Working With My OpenAPI Definitions In An API Editor Helps Stabilize Them

I’m deploying three new APIs right now, using a new experimental serverless approach I’m evolving. One is a location API, another providing API access to companies, and the third involves working with patents. I will be evolving these three simple web APIs to meet the specific needs of some applications I’m building, but then I will also be selling retail and wholesale access to each API once they’ve matured enough. With all three APIs of these APIs, I began with a simple JSON schema from the data source, which I used to generate three rough OpenAPI definitions that will acts the contract seed for my three services.

Once I had three separate OpenAPI contracts for the services I was delivering, I wanted to spend some time hand designing each of the APIs before I imported into AWS API Gateway, generating Lambda functions, loading in Postman, and used to support other stops along the API lifecycle. I still use a localized version of Swagger Editor for my OpenAPI design space, but I’m working to migrate to OpenAPI-GUI as soon as I can. I still very much enjoy the side by side design experience in Swagger Editor, but I want to push forward the GUI side of the conversation, while still retaining quick access to the RAW OpenAPI for editing.

One of the reasons why I still use Swagger Editor is because of the schema validation it does behind the scenes. Which is one of the reasons I need to learn more about Speccy, as it is going to help me decouple validation from my editor, and all me to use it as part of my wider governance strategy, not just at design time. However, for now I am highly dependent on my OpenAPI editor helping me standardize and stabilize my OpenAPI definitions, before I use them along other stops along the API lifecycle. These three APIs I’m developing are going straight to deployment, because they are simple datasets, where I’m the only consumer (for now), but I still need to make sure my API contract is solid before I move to other stops along the API lifecycle.

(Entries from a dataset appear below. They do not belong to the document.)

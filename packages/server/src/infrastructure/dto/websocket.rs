//! WebSocket メッセージの DTO
//!
//! ワイヤ上のメッセージは `type` フィールドで内部タグ付けされた JSON です。
//! イベント名は kebab-case、ペイロードのフィールドは camelCase
//! （ブラウザ側クライアントの流儀に合わせる）。
//!
//! `ClientEvent` が受信の全種別、`ServerEvent` が送信の全種別を表します。
//! 未知の `type` や壊れた JSON はデシリアライズ失敗としてハンドラ側で
//! 警告ログとともに捨てられます（プロトコル違反は黙殺する方針）。

use serde::{Deserialize, Serialize};

/// 共有オブジェクトのワイヤ表現
///
/// 種別（image / avatar / token）はイベント名が運ぶため、レコード自体は
/// kind を持ちません。位置以外のフィールドは省略可能です。
#[derive(Debug, Clone, PartialEq, Serialize, Deserialize)]
#[serde(rename_all = "camelCase")]
pub struct SceneObjectDto {
    pub id: String,
    #[serde(skip_serializing_if = "Option::is_none")]
    pub src: Option<String>,
    pub x: f64,
    pub y: f64,
    #[serde(skip_serializing_if = "Option::is_none")]
    pub name: Option<String>,
    #[serde(skip_serializing_if = "Option::is_none")]
    pub flipped: Option<bool>,
    #[serde(skip_serializing_if = "Option::is_none")]
    pub locked: Option<bool>,
    #[serde(skip_serializing_if = "Option::is_none")]
    pub size: Option<f64>,
    #[serde(skip_serializing_if = "Option::is_none")]
    pub hit_points: Option<i32>,
    #[serde(skip_serializing_if = "Option::is_none")]
    pub max_hit_points: Option<i32>,
    #[serde(skip_serializing_if = "Option::is_none")]
    pub conditions: Option<Vec<String>>,
}

/// 入室済みメンバーのワイヤ表現
#[derive(Debug, Clone, PartialEq, Serialize, Deserialize)]
#[serde(rename_all = "camelCase")]
pub struct PlayerInfo {
    pub player_id: String,
    pub player_name: String,
}

/// クライアント → サーバーのメッセージ
#[derive(Debug, Clone, PartialEq, Deserialize)]
#[serde(tag = "type", rename_all = "kebab-case", rename_all_fields = "camelCase")]
pub enum ClientEvent {
    // --- 入室承認まわり ---
    CheckRoomStatus {
        room_id: String,
    },
    RequestJoin {
        room_id: String,
        player_name: String,
    },
    AdmitPlayer {
        player_id: String,
    },
    DenyPlayer {
        player_id: String,
    },

    // --- 共有オブジェクトのミューテーション ---
    AddImage {
        #[serde(flatten)]
        object: SceneObjectDto,
    },
    AddAvatar {
        #[serde(flatten)]
        object: SceneObjectDto,
    },
    AddHostAvatar {
        src: String,
    },
    TokenAdded {
        #[serde(flatten)]
        object: SceneObjectDto,
    },
    MoveImage {
        id: String,
        x: f64,
        y: f64,
    },
    MoveAvatar {
        id: String,
        x: f64,
        y: f64,
    },
    TokenMoved {
        id: String,
        x: f64,
        y: f64,
    },
    /// ドラッグ中の逐次更新（token-moved と同じ扱いで座標だけ更新）
    TokenMoving {
        id: String,
        x: f64,
        y: f64,
    },
    TokenRemoved {
        id: String,
    },
    AvatarRemoved {
        id: String,
    },

    // --- 属性変更 ---
    TokenLockSet {
        id: String,
        locked: bool,
    },
    TokenFlipSet {
        id: String,
        flipped: bool,
    },
    TokenNameSet {
        id: String,
        name: String,
    },
    TokenConditionSet {
        id: String,
        conditions: Vec<String>,
    },
    TokenSizeSet {
        id: String,
        size: f64,
    },

    // --- ブロードキャストのみ（ストアに触れない） ---
    DiceRoll {
        sides: u32,
        result: u32,
    },
    AvatarAssigned {
        avatar_id: String,
        user_id: String,
    },
    AvatarVoiceToggle {
        avatar_id: String,
        enabled: bool,
    },
    HotkeyAssigned {
        object_id: String,
        slot: u8,
    },
    TacticalModeToggle {
        enabled: bool,
    },
}

/// サーバー → クライアントのメッセージ
///
/// リレーされるイベントには送信者の `player_id` が付与されます。
/// スナップショットのリプレイでは送信者が存在しないため省略されます。
#[derive(Debug, Clone, PartialEq, Serialize)]
#[serde(tag = "type", rename_all = "kebab-case", rename_all_fields = "camelCase")]
pub enum ServerEvent {
    // --- 入室承認まわり ---
    RoomStatus {
        has_host: bool,
    },
    JoinRequest {
        player_id: String,
        player_name: String,
    },
    Admitted {
        is_host: bool,
        players: Vec<PlayerInfo>,
    },
    Denied,
    YouAreHost,
    HostChanged {
        new_host: String,
    },
    PlayerJoined {
        player_id: String,
        player_name: String,
    },
    PlayerLeft {
        player_id: String,
    },

    // --- リレーされるイベント（イベント名は受信時のまま転送する） ---
    AddImage {
        #[serde(skip_serializing_if = "Option::is_none")]
        player_id: Option<String>,
        #[serde(flatten)]
        object: SceneObjectDto,
    },
    AddAvatar {
        #[serde(skip_serializing_if = "Option::is_none")]
        player_id: Option<String>,
        #[serde(flatten)]
        object: SceneObjectDto,
    },
    AddHostAvatar {
        #[serde(skip_serializing_if = "Option::is_none")]
        player_id: Option<String>,
        src: String,
    },
    TokenAdded {
        #[serde(skip_serializing_if = "Option::is_none")]
        player_id: Option<String>,
        #[serde(flatten)]
        object: SceneObjectDto,
    },
    MoveImage {
        player_id: String,
        id: String,
        x: f64,
        y: f64,
    },
    MoveAvatar {
        player_id: String,
        id: String,
        x: f64,
        y: f64,
    },
    TokenMoved {
        player_id: String,
        id: String,
        x: f64,
        y: f64,
    },
    TokenMoving {
        player_id: String,
        id: String,
        x: f64,
        y: f64,
    },
    TokenRemoved {
        player_id: String,
        id: String,
    },
    AvatarRemoved {
        player_id: String,
        id: String,
    },
    TokenLockSet {
        player_id: String,
        id: String,
        locked: bool,
    },
    TokenFlipSet {
        player_id: String,
        id: String,
        flipped: bool,
    },
    TokenNameSet {
        player_id: String,
        id: String,
        name: String,
    },
    TokenConditionSet {
        player_id: String,
        id: String,
        conditions: Vec<String>,
    },
    TokenSizeSet {
        player_id: String,
        id: String,
        size: f64,
    },
    DiceRoll {
        player_id: String,
        sides: u32,
        result: u32,
    },
    AvatarAssigned {
        player_id: String,
        avatar_id: String,
        user_id: String,
    },
    AvatarVoiceToggle {
        player_id: String,
        avatar_id: String,
        enabled: bool,
    },
    HotkeyAssigned {
        player_id: String,
        object_id: String,
        slot: u8,
    },
    TacticalModeToggle {
        player_id: String,
        enabled: bool,
    },
}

Right now, loading up an OpenAPI in Swagger Editor is the best sanity check I have. Not just making sure everything validates, but also making sure it is all coherent, and renders into something that will make sense to anyone reviewing the contract. Once I’ve spend some time polishing the rough corners of an OpenAPI, adding summary, descriptions, tags, and other detail, I feel like I can begin using to generate mocks, deploy in a gateway, and begin managing the access to each API, as well as the documentation, testing, monitoring, and other stops using the OpenAPI contract. Making this manual stop in the evolution of my APIs a pretty critical one for helping me stabilize each API’s definition before I move on. Eventually, I’d like to automate the validation and governance of my APIs at scale, but for now I’m happy just getting a handle on it as part of this API design stop along my life cycle.